Das Mittel, das den Appetit kräftig zügelt, wirkt nur, wenn es eingenommen wird, so dass man sich, je nach Veranlagung, auf eine lebenslange Abhängigkeit einzustellen hat. Zu den davon wenig Begeisterten gehören auch Diabetes-Kranke, die das eigentlich für sie bestimmte Präparat durch die Konkurrenz der Übergewichtigen nicht mehr bekommen können.
Dänemarks großer Koalition hat der Novo-Boom ein Imageproblem beschert, um das sie die Berliner Ampel-Regierung heftig beneiden dürfte. Die drei Parteien (Sozialdemokratie, Rechtsliberale und Moderate aus der bürgerlichen Mitte) hatten ihr Zusammengehen nicht zuletzt mit der Notwendigkeit von dauerhafter Krisenbewältigung begründet. Regierungschefin Mette Frederiksen zählte immer wieder mit ernster Miene auf, dass infolge aller möglichen simultan ablaufender Krisen alle knapp sechs Millionen „danskere“ sich auf kärgere Zeiten einzurichten hätten. Jetzt aber sind die Staatskassen prall gefüllt, das Krisennarrativ passt nicht mehr.

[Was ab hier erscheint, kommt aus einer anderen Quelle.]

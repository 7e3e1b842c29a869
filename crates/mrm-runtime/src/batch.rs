use chrono::{DateTime, NaiveDate, Utc};
use mrm_alerts::{detect_alerts, is_regime_suspended, AlertScan, RegimeStatus, TriggerHistoryFile};
use mrm_config::TrackerConfig;
use mrm_ingest::{ingest_decisions, IngestReport};
use mrm_ledger::{compute_benchmark_row, BenchmarkRow, Ledger, LedgerSnapshot, Micros};
use mrm_md::MarketSnapshot;
use mrm_reconcile::{reconcile_orders, ReconcileReport};
use mrm_store::LedgerStore;
use serde::Serialize;

use crate::BatchError;

#[derive(Clone, Debug, Serialize)]
pub struct BatchReport {
    pub trade_date: NaiveDate,
    pub reconcile: ReconcileReport,
    pub benchmark: BenchmarkRow,
    pub alerts: AlertScan,
    pub ingest: Option<IngestReport>,
    pub regime: RegimeStatus,
    /// Ledger state as flushed.
    pub ledger: LedgerSnapshot,
}

#[derive(Clone, Debug, Serialize)]
pub struct IngestOnlyReport {
    pub as_of: NaiveDate,
    pub ingest: IngestReport,
    pub ledger: LedgerSnapshot,
}

/// Runs batches against one immutable configuration.
#[derive(Clone, Debug)]
pub struct BatchRunner {
    cfg: TrackerConfig,
}

impl BatchRunner {
    pub fn new(cfg: TrackerConfig) -> Self {
        Self { cfg }
    }

    pub fn config(&self) -> &TrackerConfig {
        &self.cfg
    }

    fn load_ledger(store: &dyn LedgerStore) -> Result<Ledger, BatchError> {
        if !store.exists() {
            return Err(BatchError::LedgerUnavailable {
                reason: "store not initialised".to_string(),
            });
        }
        Ok(store.load()?)
    }

    /// Full daily batch. `market` is `None` when the source had nothing.
    pub fn run_batch(
        &self,
        store: &dyn LedgerStore,
        history_file: &TriggerHistoryFile,
        market: Option<&MarketSnapshot>,
        decisions: Option<&str>,
        now: DateTime<Utc>,
    ) -> Result<BatchReport, BatchError> {
        // Preconditions first: nothing is written if either fails.
        let mut ledger = Self::load_ledger(store)?;
        let market = match market {
            Some(m) if !m.is_empty() => m,
            _ => {
                return Err(BatchError::NoMarketData {
                    source: "market snapshot".to_string(),
                })
            }
        };
        let trade_date = market.trade_date;
        tracing::info!(%trade_date, instruments = market.len(), "batch start");

        let symbols: Vec<String> = ledger.positions().keys().cloned().collect();
        for symbol in &symbols {
            if let Some(close) = market.close_of(symbol) {
                ledger.mark_price(symbol, close);
            }
        }

        let reconcile = reconcile_orders(&mut ledger, market);

        let index_price = market
            .close_of(&self.cfg.benchmark_symbol)
            .unwrap_or(Micros::ZERO);
        let benchmark = compute_benchmark_row(&ledger, trade_date, index_price);
        ledger.append_benchmark(benchmark.clone());

        let alerts = detect_alerts(&self.cfg, market);
        let mut history = history_file.load();
        if alerts.class_a_count > 0 {
            history.record(now, alerts.class_a_count);
            history_file.save(&history).map_err(|e| BatchError::History {
                path: history_file.path().to_path_buf(),
                message: format!("{e:#}"),
            })?;
        }

        let ingest = decisions.map(|text| ingest_decisions(&mut ledger, &self.cfg, text, trade_date));

        store.flush(&ledger)?;

        let regime = is_regime_suspended(&history, &self.cfg.regime, now);
        if regime.suspended {
            tracing::warn!(count = regime.count, window_days = regime.window_days, "REGIME SUSPENDED");
        }
        tracing::info!(
            %trade_date,
            fills = reconcile.fills.len(),
            alerts = alerts.alerts.len(),
            class_a = alerts.class_a_count,
            cash = %ledger.cash(),
            "batch complete"
        );

        Ok(BatchReport {
            trade_date,
            reconcile,
            benchmark,
            alerts,
            ingest,
            regime,
            ledger: ledger.snapshot(),
        })
    }

    /// Load, ingest `decisions`, flush. No market data involved.
    pub fn ingest_only(
        &self,
        store: &dyn LedgerStore,
        decisions: &str,
        as_of: NaiveDate,
    ) -> Result<IngestOnlyReport, BatchError> {
        let mut ledger = Self::load_ledger(store)?;
        let ingest = ingest_decisions(&mut ledger, &self.cfg, decisions, as_of);
        store.flush(&ledger)?;
        Ok(IngestOnlyReport {
            as_of,
            ingest,
            ledger: ledger.snapshot(),
        })
    }

    /// Read-only regime query.
    pub fn regime_status(&self, history_file: &TriggerHistoryFile, now: DateTime<Utc>) -> RegimeStatus {
        is_regime_suspended(&history_file.load(), &self.cfg.regime, now)
    }
}
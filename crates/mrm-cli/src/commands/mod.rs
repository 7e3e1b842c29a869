//! Command handlers for `mrm`.
//!
//! Shared helpers live here; batch commands live in [`batch`].

pub mod batch;

use anyhow::{Context, Result};
use mrm_config::{LoadedConfig, TrackerConfig};
use std::fs;
use std::path::Path;
use std::process::Command;

// ---------------------------------------------------------------------------
// Shared helpers
// ---------------------------------------------------------------------------

/// Built-in defaults plus `--config` overlays, validated.
pub fn load_config(paths: &[String]) -> Result<(TrackerConfig, LoadedConfig)> {
    let path_refs: Vec<&str> = paths.iter().map(|s| s.as_str()).collect();
    mrm_config::load_with_overlays(&path_refs)
}

/// Read a UTF-8 text file, dropping a leading byte-order mark.
pub fn read_text(path: &Path) -> Result<String> {
    let bytes = fs::read(path).with_context(|| format!("read failed: {}", path.display()))?;
    let bytes = bytes.strip_prefix(&[0xEF, 0xBB, 0xBF]).unwrap_or(&bytes);
    String::from_utf8(bytes.to_vec()).with_context(|| format!("{} must be UTF-8 text", path.display()))
}

pub fn get_git_hash() -> Option<String> {
    let out = Command::new("git")
        .args(["rev-parse", "--short", "HEAD"])
        .output()
        .ok()?;

    if !out.status.success() {
        return None;
    }
    let s = String::from_utf8(out.stdout).ok()?;
    Some(s.trim().to_string())
}

/// Non-sensitive host label for run attribution. Not a hardware id.
pub fn host_fingerprint() -> String {
    let hostname = std::env::var("HOSTNAME")
        .or_else(|_| std::env::var("COMPUTERNAME"))
        .unwrap_or_else(|_| "UNKNOWN_HOST".to_string());
    let username = std::env::var("USER")
        .or_else(|_| std::env::var("USERNAME"))
        .unwrap_or_else(|_| "UNKNOWN_USER".to_string());
    let os = std::env::consts::OS;
    let arch = std::env::consts::ARCH;
    format!("{hostname}|{username}|{os}|{arch}")
}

Obwohl der Finanzminister glänzende Zahlen vorlegen konnte, ist der Haushalt für 2024 wenig offensiv ausgefallen. Überschuldete Kommunen müssen Schulen schließen und ihre Altenpflege scharf durchrationalisieren. Wer erwartet hatte, dass der Geldregen auf die Staatskasse für einen höheren Gang im Kampf um die Klimarettung genutzt wird, wurde enttäuscht. Unter ferner liefen tauchten in Wammens Liste mit Mehrausgaben für die „grüne Erneuerung“ kümmerliche eine Milliarde Kronen (130 Millionen Euro) zusätzlich auf. Novo Nordisk hat im letzten Jahr bei einem Umsatz von 177 Milliarden Kronen einen Gewinn von 55 Milliarden Kronen ausgewiesen.